Thomas von Steinaeckers frühen Prosastücke funkeln förmlich vor dieser Kraft aus Übermut und berstender Hemmung des Anfangs, vor der Gier

nach Buchstaben und

ihrem launischen

Verlauf, vor Wille und Vorstellung einer literarischen Form, die den Weltgeist zum Sprachspiel verführt, es geht ja nur ums Leben. Urgewaltige Elemente brechen sich hier Bahn, eine amorphe Sprachenergie steht am Anfang dieses Schreibens, das auch schon Ende sein will. Es tobt und birst, zum Urknall verdichteter Druck. Ein Universum entsteht in Maximum – Minimum – zuerst in der Sprache. Haltlos, rauchlos ist dieses ausgebrochene Feuer zunächst, doch bald züngelt es nach Zügelung, ohne die keine Literatur frei sein kann, Laute werden Wörter werden Bilder werden Fetzen werden Sätze werden wieder still. Die Selbstgeburt der Sprache, sie geht allem Sinn voraus, sie stößt und ruckt und drängt nach Rhythmus wie der hakenschlagende Lauf der Zeit, der den Autor nicht mehr loslassen wird. Vor dieser gleißenden »Leuchtspur durchs All« gibt es kein Wegsehen, und wenn es auch bedeutet, sie schließlich in ewigem Schwarz aufgehen zu wissen, in der Stille, die uns nachfolgen wird, so ist doch selbst dem NICHTS in der Sprache noch ein Zeichen gesetzt, und wenn es nur die Leere einer weißen Seite ist. »Die Sterne werden die Sterne sein. Die Sonne wird die Sonne sein.« Aber nichts wird nicht sein.

Immer wieder werden die kühnen, ja bisweilen kühlen Konstruktionen von Thomas von Steinaeckers Literatur durch solche Sehnsuchtsströme unterspült; doch gerade dadurch halten sie sich über Wasser. In dem nüchternen Analytiker verbirgt sich, etwas verlegen, auch ein Romantiker, der wie im Arbeitszimmer des späten Goethe der Konstruktion stets das Experiment zur Seite stellt, in der drängenden Gewissheit, darin auch tiefer in sich selbst zu blicken. Aus den experimentellen Versuchsreihen ist der Versuchende nie ganz herauszurechnen, er ist Teil der Anordnung, auch er ist in Versuchung geführt. Anders als bei den bräsigen Objektivisten des gängigen Realismus steht zu Beginn von Thomas von Steinaeckers Experimenten das Ergebnis nicht schon fest – und am Ende noch viel weniger. Keine festgesteckten Ziele verfolgen sie, sondern Phänomene, sie bündeln zerstreute Erfahrung. Es ist folglich eine Literatur, die Ambivalenzen aushält und aufnötigt, die irritiert, aber gerade darin bei Atem bleibt, durch teilnehmende Anschauung lebendig wird, wie Goethe es nannte, wahrhaftig wird, eine Literatur der Destabilisierung, vor allem des Erzählers selbst, nicht jedoch der Dekonstruktion.

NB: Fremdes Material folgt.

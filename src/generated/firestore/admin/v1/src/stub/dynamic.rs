// Copyright 2026 Google LLC
//
// Licensed under the Apache License, Version 2.0 (the "License");
// you may not use this file except in compliance with the License.
// You may obtain a copy of the License at
//
//     https://www.apache.org/licenses/LICENSE-2.0
//
// Unless required by applicable law or agreed to in writing, software
// distributed under the License is distributed on an "AS IS" BASIS,
// WITHOUT WARRANTIES OR CONDITIONS OF ANY KIND, either express or implied.
// See the License for the specific language governing permissions and
// limitations under the License.
//
// Code generated by sidekick. DO NOT EDIT.

/// A dyn-compatible, crate-private version of [super::FirestoreAdmin].
#[async_trait::async_trait]
pub trait FirestoreAdmin: std::fmt::Debug + Send + Sync {
    async fn create_index(
        &self,
        req: crate::model::CreateIndexRequest,
        options: gax::options::RequestOptions,
    ) -> crate::Result<gax::response::Response<longrunning::model::Operation>>;

    async fn list_indexes(
        &self,
        req: crate::model::ListIndexesRequest,
        options: gax::options::RequestOptions,
    ) -> crate::Result<gax::response::Response<crate::model::ListIndexesResponse>>;

    async fn get_index(
        &self,
        req: crate::model::GetIndexRequest,
        options: gax::options::RequestOptions,
    ) -> crate::Result<gax::response::Response<crate::model::Index>>;

    async fn delete_index(
        &self,
        req: crate::model::DeleteIndexRequest,
        options: gax::options::RequestOptions,
    ) -> crate::Result<gax::response::Response<wkt::Empty>>;

    async fn get_field(
        &self,
        req: crate::model::GetFieldRequest,
        options: gax::options::RequestOptions,
    ) -> crate::Result<gax::response::Response<crate::model::Field>>;

    async fn update_field(
        &self,
        req: crate::model::UpdateFieldRequest,
        options: gax::options::RequestOptions,
    ) -> crate::Result<gax::response::Response<longrunning::model::Operation>>;

    async fn list_fields(
        &self,
        req: crate::model::ListFieldsRequest,
        options: gax::options::RequestOptions,
    ) -> crate::Result<gax::response::Response<crate::model::ListFieldsResponse>>;

    async fn export_documents(
        &self,
        req: crate::model::ExportDocumentsRequest,
        options: gax::options::RequestOptions,
    ) -> crate::Result<gax::response::Response<longrunning::model::Operation>>;

    async fn import_documents(
        &self,
        req: crate::model::ImportDocumentsRequest,
        options: gax::options::RequestOptions,
    ) -> crate::Result<gax::response::Response<longrunning::model::Operation>>;

    async fn get_operation(
        &self,
        req: longrunning::model::GetOperationRequest,
        options: gax::options::RequestOptions,
    ) -> crate::Result<gax::response::Response<longrunning::model::Operation>>;

    async fn cancel_operation(
        &self,
        req: longrunning::model::CancelOperationRequest,
        options: gax::options::RequestOptions,
    ) -> crate::Result<gax::response::Response<wkt::Empty>>;

    async fn delete_operation(
        &self,
        req: longrunning::model::DeleteOperationRequest,
        options: gax::options::RequestOptions,
    ) -> crate::Result<gax::response::Response<wkt::Empty>>;

    fn get_polling_error_policy(
        &self,
        options: &gax::options::RequestOptions,
    ) -> std::sync::Arc<dyn gax::polling_error_policy::PollingErrorPolicy>;

    fn get_polling_backoff_policy(
        &self,
        options: &gax::options::RequestOptions,
    ) -> std::sync::Arc<dyn gax::polling_backoff_policy::PollingBackoffPolicy>;
}

/// All implementations of [super::FirestoreAdmin] also implement [FirestoreAdmin].
#[async_trait::async_trait]
impl<T: super::FirestoreAdmin> FirestoreAdmin for T {
    /// Forwards the call to the implementation provided by `T`.
    async fn create_index(
        &self,
        req: crate::model::CreateIndexRequest,
        options: gax::options::RequestOptions,
    ) -> crate::Result<gax::response::Response<longrunning::model::Operation>> {
        T::create_index(self, req, options).await
    }

    /// Forwards the call to the implementation provided by `T`.
    async fn list_indexes(
        &self,
        req: crate::model::ListIndexesRequest,
        options: gax::options::RequestOptions,
    ) -> crate::Result<gax::response::Response<crate::model::ListIndexesResponse>> {
        T::list_indexes(self, req, options).await
    }

    /// Forwards the call to the implementation provided by `T`.
    async fn get_index(
        &self,
        req: crate::model::GetIndexRequest,
        options: gax::options::RequestOptions,
    ) -> crate::Result<gax::response::Response<crate::model::Index>> {
        T::get_index(self, req, options).await
    }

    /// Forwards the call to the implementation provided by `T`.
    async fn delete_index(
        &self,
        req: crate::model::DeleteIndexRequest,
        options: gax::options::RequestOptions,
    ) -> crate::Result<gax::response::Response<wkt::Empty>> {
        T::delete_index(self, req, options).await
    }

    /// Forwards the call to the implementation provided by `T`.
    async fn get_field(
        &self,
        req: crate::model::GetFieldRequest,
        options: gax::options::RequestOptions,
    ) -> crate::Result<gax::response::Response<crate::model::Field>> {
        T::get_field(self, req, options).await
    }

    /// Forwards the call to the implementation provided by `T`.
    async fn update_field(
        &self,
        req: crate::model::UpdateFieldRequest,
        options: gax::options::RequestOptions,
    ) -> crate::Result<gax::response::Response<longrunning::model::Operation>> {
        T::update_field(self, req, options).await
    }

    /// Forwards the call to the implementation provided by `T`.
    async fn list_fields(
        &self,
        req: crate::model::ListFieldsRequest,
        options: gax::options::RequestOptions,
    ) -> crate::Result<gax::response::Response<crate::model::ListFieldsResponse>> {
        T::list_fields(self, req, options).await
    }

    /// Forwards the call to the implementation provided by `T`.
    async fn export_documents(
        &self,
        req: crate::model::ExportDocumentsRequest,
        options: gax::options::RequestOptions,
    ) -> crate::Result<gax::response::Response<longrunning::model::Operation>> {
        T::export_documents(self, req, options).await
    }

    /// Forwards the call to the implementation provided by `T`.
    async fn import_documents(
        &self,
        req: crate::model::ImportDocumentsRequest,
        options: gax::options::RequestOptions,
    ) -> crate::Result<gax::response::Response<longrunning::model::Operation>> {
        T::import_documents(self, req, options).await
    }

    /// Forwards the call to the implementation provided by `T`.
    async fn get_operation(
        &self,
        req: longrunning::model::GetOperationRequest,
        options: gax::options::RequestOptions,
    ) -> crate::Result<gax::response::Response<longrunning::model::Operation>> {
        T::get_operation(self, req, options).await
    }

    /// Forwards the call to the implementation provided by `T`.
    async fn cancel_operation(
        &self,
        req: longrunning::model::CancelOperationRequest,
        options: gax::options::RequestOptions,
    ) -> crate::Result<gax::response::Response<wkt::Empty>> {
        T::cancel_operation(self, req, options).await
    }

    /// Forwards the call to the implementation provided by `T`.
    async fn delete_operation(
        &self,
        req: longrunning::model::DeleteOperationRequest,
        options: gax::options::RequestOptions,
    ) -> crate::Result<gax::response::Response<wkt::Empty>> {
        T::delete_operation(self, req, options).await
    }

    fn get_polling_error_policy(
        &self,
        options: &gax::options::RequestOptions,
    ) -> std::sync::Arc<dyn gax::polling_error_policy::PollingErrorPolicy> {
        T::get_polling_error_policy(self, options)
    }

    fn get_polling_backoff_policy(
        &self,
        options: &gax::options::RequestOptions,
    ) -> std::sync::Arc<dyn gax::polling_backoff_policy::PollingBackoffPolicy> {
        T::get_polling_backoff_policy(self, options)
    }
}
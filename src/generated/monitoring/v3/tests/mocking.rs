// Copyright 2026 Google LLC
//
// Licensed under the Apache License, Version 2.0 (the "License");
// you may not use this file except in compliance with the License.
// You may obtain a copy of the License at
//
//     https://www.apache.org/licenses/LICENSE-2.0
//
// Unless required by applicable law or agreed to in writing, software
// distributed under the License is distributed on an "AS IS" BASIS,
// WITHOUT WARRANTIES OR CONDITIONS OF ANY KIND, either express or implied.
// See the License for the specific language governing permissions and
// limitations under the License.


use gapic_monitoring_v3::{client, model, stub};
use gax::error::Error;
use gax::error::rpc::{Code, Status};
use gax::response::Response;

type Result<T> = std::result::Result<T, Box<dyn std::error::Error>>;

mockall::mock! {
    #[derive(Debug)]
    AlertPolicyService {}
    impl stub::AlertPolicyService for AlertPolicyService {
        async fn list_alert_policies(&self, req: model::ListAlertPoliciesRequest, _options: gax::options::RequestOptions) -> gax::Result<Response<model::ListAlertPoliciesResponse>>;
        async fn create_alert_policy(&self, req: model::CreateAlertPolicyRequest, _options: gax::options::RequestOptions) -> gax::Result<Response<model::AlertPolicy>>;
        async fn update_alert_policy(&self, req: model::UpdateAlertPolicyRequest, _options: gax::options::RequestOptions) -> gax::Result<Response<model::AlertPolicy>>;
    }
}

mockall::mock! {
    #[derive(Debug)]
    GroupService {}
    impl stub::GroupService for GroupService {
        async fn list_group_members(&self, req: model::ListGroupMembersRequest, _options: gax::options::RequestOptions) -> gax::Result<Response<model::ListGroupMembersResponse>>;
    }
}

#[tokio::test(flavor = "multi_thread", worker_threads = 1)]
async fn create_alert_policy() -> Result<()> {
    let mut mock = MockAlertPolicyService::new();
    mock.expect_create_alert_policy()
        .withf(|r, _| {
            r.name == "projects/my-project"
                && r.alert_policy.as_ref().is_some_and(|p| {
                    p.combiner == model::ConditionCombinerType::Or && p.conditions.len() == 1
                })
        })
        .return_once(|r, _| {
            let policy = r.alert_policy.unwrap_or_default();
            Ok(Response::from(
                policy.set_name("projects/my-project/alertPolicies/123"),
            ))
        });

    let client = client::AlertPolicyService::from_stub(mock);
    let policy = client
        .create_alert_policy()
        .set_name(client::AlertPolicyService::project_path("my-project")?)
        .set_alert_policy(cpu_policy())
        .send()
        .await?;
    assert_eq!(policy.name, "projects/my-project/alertPolicies/123");
    assert_eq!(policy.enabled, Some(true));
    Ok(())
}

#[tokio::test(flavor = "multi_thread", worker_threads = 1)]
async fn list_alert_policies_by_item() -> Result<()> {
    let mut seq = mockall::Sequence::new();
    let mut mock = MockAlertPolicyService::new();
    mock.expect_list_alert_policies()
        .once()
        .in_sequence(&mut seq)
        .withf(|r, _| r.filter == "enabled = true" && r.page_token.is_empty())
        .return_once(|_, _| {
            Ok(Response::from(
                model::ListAlertPoliciesResponse::new()
                    .set_alert_policies([policy("1"), policy("2")])
                    .set_next_page_token("t2"),
            ))
        });
    mock.expect_list_alert_policies()
        .once()
        .in_sequence(&mut seq)
        .withf(|r, _| r.page_token == "t2")
        .return_once(|_, _| {
            Ok(Response::from(
                model::ListAlertPoliciesResponse::new().set_alert_policies([policy("3")]),
            ))
        });

    let client = client::AlertPolicyService::from_stub(mock);
    let mut items = client
        .list_alert_policies()
        .set_name("projects/p")
        .set_filter("enabled = true")
        .by_item();
    let mut names = Vec::new();
    while let Some(p) = items.next().await {
        names.push(p?.name);
    }
    assert_eq!(
        names,
        [
            "projects/p/alertPolicies/1",
            "projects/p/alertPolicies/2",
            "projects/p/alertPolicies/3"
        ]
    );
    Ok(())
}

#[tokio::test(flavor = "multi_thread", worker_threads = 1)]
async fn update_alert_policy_error() -> Result<()> {
    let mut mock = MockAlertPolicyService::new();
    mock.expect_update_alert_policy()
        .withf(|r, _| {
            r.update_mask
                .as_ref()
                .is_some_and(|m| m.paths == ["display_name"])
        })
        .return_once(|_, _| {
            Err(Error::service(
                Status::default()
                    .set_code(Code::InvalidArgument)
                    .set_message("display name too long"),
            ))
        });

    let client = client::AlertPolicyService::from_stub(mock);
    let err = client
        .update_alert_policy()
        .set_alert_policy(policy("1").set_display_name("x".repeat(1024)))
        .set_update_mask(wkt::FieldMask::default().set_paths(["display_name"]))
        .send()
        .await
        .unwrap_err();
    assert_eq!(err.status().map(|s| s.code), Some(Code::InvalidArgument), "{err:?}");
    Ok(())
}

#[tokio::test(flavor = "multi_thread", worker_threads = 1)]
async fn list_group_members_by_page() -> Result<()> {
    let mut seq = mockall::Sequence::new();
    let mut mock = MockGroupService::new();
    mock.expect_list_group_members()
        .once()
        .in_sequence(&mut seq)
        .withf(|r, _| r.name == "projects/p/groups/g" && r.page_token.is_empty())
        .return_once(|_, _| {
            Ok(Response::from(
                model::ListGroupMembersResponse::new()
                    .set_members([instance("a"), instance("b")])
                    .set_total_size(3)
                    .set_next_page_token("t2"),
            ))
        });
    mock.expect_list_group_members()
        .once()
        .in_sequence(&mut seq)
        .withf(|r, _| r.page_token == "t2")
        .return_once(|_, _| {
            Ok(Response::from(
                model::ListGroupMembersResponse::new()
                    .set_members([instance("c")])
                    .set_total_size(3),
            ))
        });

    let client = client::GroupService::from_stub(mock);
    let mut pages = client
        .list_group_members()
        .set_name(client::GroupService::group_path("p", "g")?)
        .by_page();
    let mut ids = Vec::new();
    while let Some(page) = pages.next().await {
        let page = page?;
        assert_eq!(page.total_size, 3);
        ids.extend(page.members.into_iter().map(|m| m.labels["instance_id"].clone()));
    }
    assert_eq!(ids, ["a", "b", "c"]);
    Ok(())
}

fn cpu_policy() -> model::AlertPolicy {
    model::AlertPolicy::new()
        .set_display_name("High CPU")
        .set_combiner(model::ConditionCombinerType::Or)
        .set_enabled(true)
        .set_conditions([model::Condition::new()
            .set_display_name("CPU above 80%")
            .set_condition_threshold(
                model::MetricThreshold::new()
                    .set_filter(r#"metric.type="compute.googleapis.com/instance/cpu/utilization""#)
                    .set_comparison(model::ComparisonType::ComparisonGt)
                    .set_threshold_value(0.8)
                    .set_duration(wkt::Duration::clamp(300, 0)),
            )])
}

fn policy(id: &str) -> model::AlertPolicy {
    model::AlertPolicy::new().set_name(format!("projects/p/alertPolicies/{id}"))
}

fn instance(id: &str) -> model::MonitoredResource {
    model::MonitoredResource::new()
        .set_type("gce_instance")
        .set_labels([("instance_id", id)])
}
// Copyright 2026 Google LLC
//
// Licensed under the Apache License, Version 2.0 (the "License");
// you may not use this file except in compliance with the License.
// You may obtain a copy of the License at
//
//     https://www.apache.org/licenses/LICENSE-2.0
//
// Unless required by applicable law or agreed to in writing, software
// distributed under the License is distributed on an "AS IS" BASIS,
// WITHOUT WARRANTIES OR CONDITIONS OF ANY KIND, either express or implied.
// See the License for the specific language governing permissions and
// limitations under the License.


//! Validation of path parameters.
//!
//! Parameters used to build the request path (aka 'path parameters') are
//! required, and must match the pattern in the RPC's HTTP binding, e.g.
//! `{name=projects/*/instances/*}`. Some path parameters are nested in
//! optional message fields. These helpers keep the generated code short.
//!
//! The helpers return the value percent-encoded, ready to be used in the
//! request path. The `/` separators are preserved.

use gax::error::Error as RpcError;
use gax::path_template::PathTemplate;
use percent_encoding::{AsciiSet, CONTROLS, utf8_percent_encode};

/// Characters encoded in each segment of a path parameter.
///
/// Resource ids (e.g. Firestore document ids) may contain any of these, and
/// `#` or `?` would otherwise end the path.
const SEGMENT_ENCODE_SET: &AsciiSet = &CONTROLS
    .add(b' ')
    .add(b'"')
    .add(b'#')
    .add(b'%')
    .add(b'<')
    .add(b'>')
    .add(b'?')
    .add(b'[')
    .add(b'\\')
    .add(b']')
    .add(b'^')
    .add(b'`')
    .add(b'{')
    .add(b'|')
    .add(b'}');

fn encode(value: &str) -> String {
    utf8_percent_encode(value, SEGMENT_ENCODE_SET).to_string()
}

#[derive(thiserror::Error, Debug, PartialEq)]
#[non_exhaustive]
pub enum Error {
    #[error("missing required parameter {0}")]
    MissingRequiredParameter(String),
    #[error("the value {value} for parameter {name} does not match {pattern}")]
    InvalidParameter {
        name: String,
        value: String,
        pattern: String,
    },
}

/// Returns the error for a missing path parameter.
pub fn missing(name: &str) -> RpcError {
    RpcError::binding(Error::MissingRequiredParameter(name.to_string()))
}

/// Unwraps a path parameter nested in an optional field.
///
/// # Example
/// ```
/// # use gapic_gax_internal::path_parameter::required;
/// let name = required(Some("projects/p"), "context.name")?;
/// assert_eq!(name, "projects/p");
/// # Ok::<(), gax::error::Error>(())
/// ```
pub fn required<T>(value: Option<T>, name: &str) -> gax::Result<T> {
    value.ok_or_else(|| missing(name))
}

/// Verifies `value` matches the path template `pattern`.
///
/// Returns the percent-encoded value, so the generated code can use it in a
/// `format!()` expression.
///
/// # Example
/// ```
/// # use gapic_gax_internal::path_parameter::matching;
/// let name = matching("projects/p/instances/i", "projects/*/instances/*", "name")?;
/// assert_eq!(name, "projects/p/instances/i");
/// let name = matching("projects/p/instances/a#b", "projects/*/instances/*", "name")?;
/// assert_eq!(name, "projects/p/instances/a%23b");
/// assert!(matching("projects/p", "projects/*/instances/*", "name").is_err());
/// # Ok::<(), gax::error::Error>(())
/// ```
pub fn matching(value: &str, pattern: &str, name: &str) -> gax::Result<String> {
    if value.is_empty() {
        return Err(missing(name));
    }
    let template = PathTemplate::new(pattern).map_err(RpcError::binding)?;
    template.match_path(value).map_err(|_| {
        RpcError::binding(Error::InvalidParameter {
            name: name.to_string(),
            value: value.to_string(),
            pattern: pattern.to_string(),
        })
    })?;
    Ok(encode(value))
}

/// Verifies `value` matches at least one of the path templates in `patterns`.
///
/// Some RPCs have additional HTTP bindings that produce the same URL shape,
/// they differ only on the accepted values.
///
/// # Example
/// ```
/// # use gapic_gax_internal::path_parameter::matching_any;
/// let patterns = ["projects/*/databases/*/documents", "projects/*/databases/*/documents/*/**"];
/// assert!(matching_any("projects/p/databases/d/documents", &patterns, "parent").is_ok());
/// assert!(matching_any("projects/p/databases/d/documents/c/doc", &patterns, "parent").is_ok());
/// assert!(matching_any("projects/p/databases/d", &patterns, "parent").is_err());
/// ```
pub fn matching_any(value: &str, patterns: &[&str], name: &str) -> gax::Result<String> {
    if value.is_empty() {
        return Err(missing(name));
    }
    for pattern in patterns {
        let template = PathTemplate::new(pattern).map_err(RpcError::binding)?;
        if template.match_path(value).is_ok() {
            return Ok(encode(value));
        }
    }
    Err(RpcError::binding(Error::InvalidParameter {
        name: name.to_string(),
        value: value.to_string(),
        pattern: patterns.join(" | "),
    }))
}

#[cfg(test)]
mod tests {
    use super::*;
    use std::error::Error as _;
    use test_case::test_case;

    #[test_case("projects/my-project", true)]
    #[test_case("projects/", false)]
    #[test_case("projects/my-project/", false)]
    #[test_case("projects/my-project/locations/my-location", false)]
    #[test_case("folders/my-folder", false)]
    fn single_wildcard(input: &str, ok: bool) {
        let got = matching(input, "projects/*", "parent");
        assert_eq!(got.is_ok(), ok, "{got:?}");
        if let Err(e) = got {
            assert!(e.is_binding(), "{e:?}");
        }
    }

    #[test_case("projects/p/databases/d/documents/a/b", true)]
    #[test_case("projects/p/databases/d/documents/a", true)]
    #[test_case("projects/p/databases/d/documents", false)]
    fn multi_wildcard(input: &str, ok: bool) {
        let got = matching(input, "projects/*/databases/*/documents/*/**", "name");
        assert_eq!(got.is_ok(), ok, "{got:?}");
    }

    #[test_case("projects/p/databases/d/documents/cities/a#b", "projects/p/databases/d/documents/cities/a%23b")]
    #[test_case("projects/p/databases/d/documents/cities/what?x=1", "projects/p/databases/d/documents/cities/what%3Fx=1")]
    #[test_case("projects/p/databases/d/documents/cities/100%", "projects/p/databases/d/documents/cities/100%25")]
    #[test_case("projects/p/databases/d/documents/cities/new york", "projects/p/databases/d/documents/cities/new%20york")]
    #[test_case("projects/p/databases/d/documents/cities/sf", "projects/p/databases/d/documents/cities/sf")]
    fn encoded_segments(input: &str, want: &str) -> anyhow::Result<()> {
        let got = matching(input, "projects/*/databases/*/documents/*/**", "name")?;
        assert_eq!(got, want);
        let got = matching_any(input, &["projects/*", "projects/*/databases/*/documents/*/**"], "name")?;
        assert_eq!(got, want);
        Ok(())
    }

    #[test]
    fn empty_is_missing() {
        let e = matching("", "projects/*", "parent").unwrap_err();
        let source = e.source().and_then(|e| e.downcast_ref::<Error>());
        assert_eq!(source, Some(&Error::MissingRequiredParameter("parent".to_string())));
    }

    #[test]
    fn invalid() {
        let e = matching("folders/f", "projects/*", "parent").unwrap_err();
        let source = e.source().and_then(|e| e.downcast_ref::<Error>());
        assert!(
            matches!(source, Some(Error::InvalidParameter { name, value, .. }) if name == "parent" && value == "folders/f"),
            "{e:?}"
        );
    }

    #[test]
    fn missing() {
        let e = super::missing("abc123");
        let fmt = format!("{e}");
        assert!(fmt.contains("abc123"), "{e:?}");
        assert!(e.is_binding(), "{e:?}");
        let source = e.source().and_then(|e| e.downcast_ref::<Error>());
        assert!(
            matches!(source, Some(Error::MissingRequiredParameter(p)) if p == "abc123"),
            "{e:?}"
        );
    }

    #[test]
    fn required() -> anyhow::Result<()> {
        let got = super::required(Some(42), "field")?;
        assert_eq!(got, 42);
        let got = super::required::<i32>(None, "context.name").unwrap_err();
        assert!(got.is_binding(), "{got:?}");
        assert!(format!("{got}").contains("context.name"), "{got}");
        Ok(())
    }

    #[test]
    fn any_pattern() {
        let patterns = [
            "projects/*/databases/*/documents",
            "projects/*/databases/*/documents/*/**",
        ];
        assert!(matching_any("projects/p/databases/d/documents", &patterns, "parent").is_ok());
        assert!(matching_any("projects/p/databases/d/documents/c/d", &patterns, "parent").is_ok());
        let err = matching_any("projects/p", &patterns, "parent").unwrap_err();
        assert!(err.is_binding(), "{err:?}");
        let err = matching_any("", &patterns, "parent").unwrap_err();
        let source = err.source().and_then(|e| e.downcast_ref::<Error>());
        assert_eq!(
            source,
            Some(&Error::MissingRequiredParameter("parent".to_string()))
        );
    }
}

Denn solange am offenen Herzen operiert wird, schlägt es zumindest noch. Auch in der Weltuntergangsüberschwemmungsgeschichte, dieser Sprachsintflut, halb Oper, halb Comicblase, deren Titel uns schon überwallt, pocht und hämmert etwas mit dem wilden Schlag eines sehnsüchtigen Herzens an die »Weltentür«, als begehrte hier ein junger Autor Zugang zur Flut und scheute nicht ihre Gewalt, solange an ein paar Kommas er sich halten kann. Der Weg zum Schafott kann ein schöner sein, wenn Engel zur Musik des Untergangs tänzeln und das Weltgericht im Takt der Sonnenstrahlen tatatagt. Voll dunkler Lust berichtet uns eine dröhnend schwere Epenstimme von Asche, Feuer, Glut, die heute in Reinhard Jirgls Zukunftsmythologien ihr Echo findet. Fische werfen sich aufs Trockene, befreit von ihrer Mythen Last, die Erde reißt auf, erhebt sich, bis Satzstrukturen bröckeln und Sprachzeichen splittern, »pirouettieren« in babylonischer Verwirrung wie die Eskimos, deren Heime »wasserfallern«. Jede Apokalypse kennt diese Euphorie der Erlösung, auf jeder Titanic intoniert ein Orchester Stücke von Christoph Willibald Gluck, gluck, gluck, und warum nicht in den Abgrund walzern, solange die Sprache »Wassermusik« spielt?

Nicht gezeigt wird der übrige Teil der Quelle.